Обсуждение продолжалось; имела место очередная волна увещеваний, всплывали новые детали. Когда наконец было достигнуто нечто вроде взаимопонимания, Форейтор Том произнес:
– Учти, Пол Дэвис: я сам за себя – никто меня не подослал и никто не ждет. А тебя я вообще в глаза не видел.
– Куда ты направляешься?
– В сторону луны, только малость поближе, – изрек таинственный Форейтор, указывая на багровый диск и кривя губы (впрочем, усмешку скрывала борода). В следующее мгновение он пришпорил коня и пустил его галопом, а еще через несколько секунд конь и всадник производили впечатление фигуры, вырезанной из картона, черной на красном фоне.
Пол Дэвис глядел вслед своему визави, прищурив левый глаз; сомнения терзали его. Прежде чем всадник успел слишком удалиться, луна угодила в плотное облако, и равнину вновь окутала тьма; непроглядная, она тотчас поглотила всадника. Проницательный бывший сыщик, который за время переговоров изучил каждую деталь одежды, каждую пуговицу так называемого Форейтора Тома и каждое пятно на шкуре его коня (последнего он опознал бы даже на ярмарке в Йорке), уже не мог видеть, куда именно направляется Форейтор. Он из мрака явился – и во мраке исчез.
А сейчас пора взглянуть, как прошел дружеский ужин, который устроил сэр Реджинальд всего двумя днями позднее и менее чем в десяти милях от места полуночной встречи. К удовольствию сэра Реджинальда, никого из гостей не пришлось особенно уговаривать, никто не стал причиной разочарования.

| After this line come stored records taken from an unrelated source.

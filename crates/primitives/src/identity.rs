#[cfg(test)]
#[path = "tests/identity.rs"]
mod tests;

use core::fmt;
use core::str::FromStr;

use ed25519_dalek::{Signer, SigningKey, VerifyingKey};
use rand::{CryptoRng, Rng};
use serde::de::{self, Deserializer};
use serde::{Deserialize, Serialize, Serializer};
use thiserror::Error;

pub const PUBLIC_KEY_LEN: usize = 32;
pub const PRIVATE_KEY_LEN: usize = 32;
pub const SIGNATURE_LEN: usize = 64;

#[derive(Debug, Error)]
#[non_exhaustive]
pub enum InvalidPublicKey {
    #[error("invalid base58: {0}")]
    Encoding(#[from] bs58::decode::Error),
    #[error("expected {PUBLIC_KEY_LEN} bytes, got {0}")]
    Length(usize),
    #[error("not a valid ed25519 point")]
    Point,
}

/// A node's public identity.
///
/// Only constructible from bytes that decompress to a valid curve point, so a
/// `PublicKey` in hand can always be used to verify.
#[derive(Clone, Copy, Eq, PartialEq)]
pub struct PublicKey(VerifyingKey);

impl PublicKey {
    pub fn from_bytes(bytes: &[u8; PUBLIC_KEY_LEN]) -> Result<Self, InvalidPublicKey> {
        VerifyingKey::from_bytes(bytes)
            .map(Self)
            .map_err(|_| InvalidPublicKey::Point)
    }

    pub fn try_from_slice(bytes: &[u8]) -> Result<Self, InvalidPublicKey> {
        let bytes: &[u8; PUBLIC_KEY_LEN] = bytes
            .try_into()
            .map_err(|_| InvalidPublicKey::Length(bytes.len()))?;

        Self::from_bytes(bytes)
    }

    #[must_use]
    pub fn as_bytes(&self) -> &[u8; PUBLIC_KEY_LEN] {
        self.0.as_bytes()
    }

    #[must_use]
    pub fn to_bytes(self) -> [u8; PUBLIC_KEY_LEN] {
        self.0.to_bytes()
    }

    /// Strict ed25519 verification: rejects non-canonical encodings and
    /// small-order components in addition to plain mismatches.
    #[must_use]
    pub fn verify(&self, message: &[u8], signature: &Signature) -> bool {
        let signature = ed25519_dalek::Signature::from_bytes(&signature.0);

        self.0.verify_strict(message, &signature).is_ok()
    }
}

impl AsRef<[u8]> for PublicKey {
    fn as_ref(&self) -> &[u8] {
        self.as_bytes()
    }
}

impl fmt::Display for PublicKey {
    fn fmt(&self, f: &mut fmt::Formatter<'_>) -> fmt::Result {
        f.pad(&bs58::encode(self.as_bytes()).into_string())
    }
}

impl fmt::Debug for PublicKey {
    fn fmt(&self, f: &mut fmt::Formatter<'_>) -> fmt::Result {
        f.debug_tuple("PublicKey").field(&format_args!("{self}")).finish()
    }
}

impl FromStr for PublicKey {
    type Err = InvalidPublicKey;

    fn from_str(s: &str) -> Result<Self, Self::Err> {
        let mut bytes = [0; PUBLIC_KEY_LEN];

        let len = bs58::decode(s).onto(&mut bytes)?;
        if len != PUBLIC_KEY_LEN {
            return Err(InvalidPublicKey::Length(len));
        }

        Self::from_bytes(&bytes)
    }
}

impl Serialize for PublicKey {
    fn serialize<S: Serializer>(&self, serializer: S) -> Result<S::Ok, S::Error> {
        serializer.collect_str(self)
    }
}

impl<'de> Deserialize<'de> for PublicKey {
    fn deserialize<D: Deserializer<'de>>(deserializer: D) -> Result<Self, D::Error> {
        let encoded = <String as Deserialize>::deserialize(deserializer)?;

        encoded.parse().map_err(de::Error::custom)
    }
}

/// An ed25519 secret seed. Never printed.
#[derive(Clone)]
pub struct PrivateKey(SigningKey);

impl PrivateKey {
    #[must_use]
    pub fn from_bytes(bytes: &[u8; PRIVATE_KEY_LEN]) -> Self {
        Self(SigningKey::from_bytes(bytes))
    }

    pub fn random<R: Rng + CryptoRng>(csprng: &mut R) -> Self {
        Self::from_bytes(&csprng.gen())
    }

    #[must_use]
    pub fn public_key(&self) -> PublicKey {
        PublicKey(self.0.verifying_key())
    }

    #[must_use]
    pub fn sign(&self, message: &[u8]) -> Signature {
        Signature(self.0.sign(message).to_bytes())
    }
}

impl fmt::Debug for PrivateKey {
    fn fmt(&self, f: &mut fmt::Formatter<'_>) -> fmt::Result {
        f.write_str("PrivateKey(<redacted>)")
    }
}

/// The local node's identity: a private key and the public key derived from it.
///
/// Immutable once built; the handshake only ever reads from it.
#[derive(Clone, Debug)]
pub struct KeyPair {
    private_key: PrivateKey,
    public_key: PublicKey,
}

impl KeyPair {
    #[must_use]
    pub fn from_private_key(private_key: PrivateKey) -> Self {
        let public_key = private_key.public_key();

        Self {
            private_key,
            public_key,
        }
    }

    pub fn generate<R: Rng + CryptoRng>(csprng: &mut R) -> Self {
        Self::from_private_key(PrivateKey::random(csprng))
    }

    #[must_use]
    pub const fn public_key(&self) -> &PublicKey {
        &self.public_key
    }

    #[must_use]
    pub const fn private_key(&self) -> &PrivateKey {
        &self.private_key
    }

    #[must_use]
    pub fn sign(&self, message: &[u8]) -> Signature {
        self.private_key.sign(message)
    }
}

/// A detached 64-byte ed25519 signature as carried on the wire.
///
/// Holds raw bytes; whether they form a valid signature is only decided by
/// [`PublicKey::verify`].
#[derive(Clone, Copy, Eq, PartialEq)]
pub struct Signature([u8; SIGNATURE_LEN]);

impl Signature {
    #[must_use]
    pub const fn from_bytes(bytes: [u8; SIGNATURE_LEN]) -> Self {
        Self(bytes)
    }

    #[must_use]
    pub fn try_from_slice(bytes: &[u8]) -> Option<Self> {
        bytes.try_into().ok().map(Self)
    }

    #[must_use]
    pub const fn as_bytes(&self) -> &[u8; SIGNATURE_LEN] {
        &self.0
    }

    #[must_use]
    pub const fn to_bytes(self) -> [u8; SIGNATURE_LEN] {
        self.0
    }
}

impl AsRef<[u8]> for Signature {
    fn as_ref(&self) -> &[u8] {
        &self.0
    }
}

impl fmt::Debug for Signature {
    fn fmt(&self, f: &mut fmt::Formatter<'_>) -> fmt::Result {
        write!(f, "Signature({})", hex::encode(self.0))
    }
}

Осмелюсь заметить, что леди Мэй (туалет которой своей изысканностью не соответствовал поводу) скучала, ибо не обнаружила в Мортлейк-Холле персоны, чье лицо озаряло для нее любой дом. Как нам известно, Ричард Арден и его отец не сумели уладить давний конфликт – вот почему не оправдались надежды леди Мэй и вот почему пропали втуне ее старания.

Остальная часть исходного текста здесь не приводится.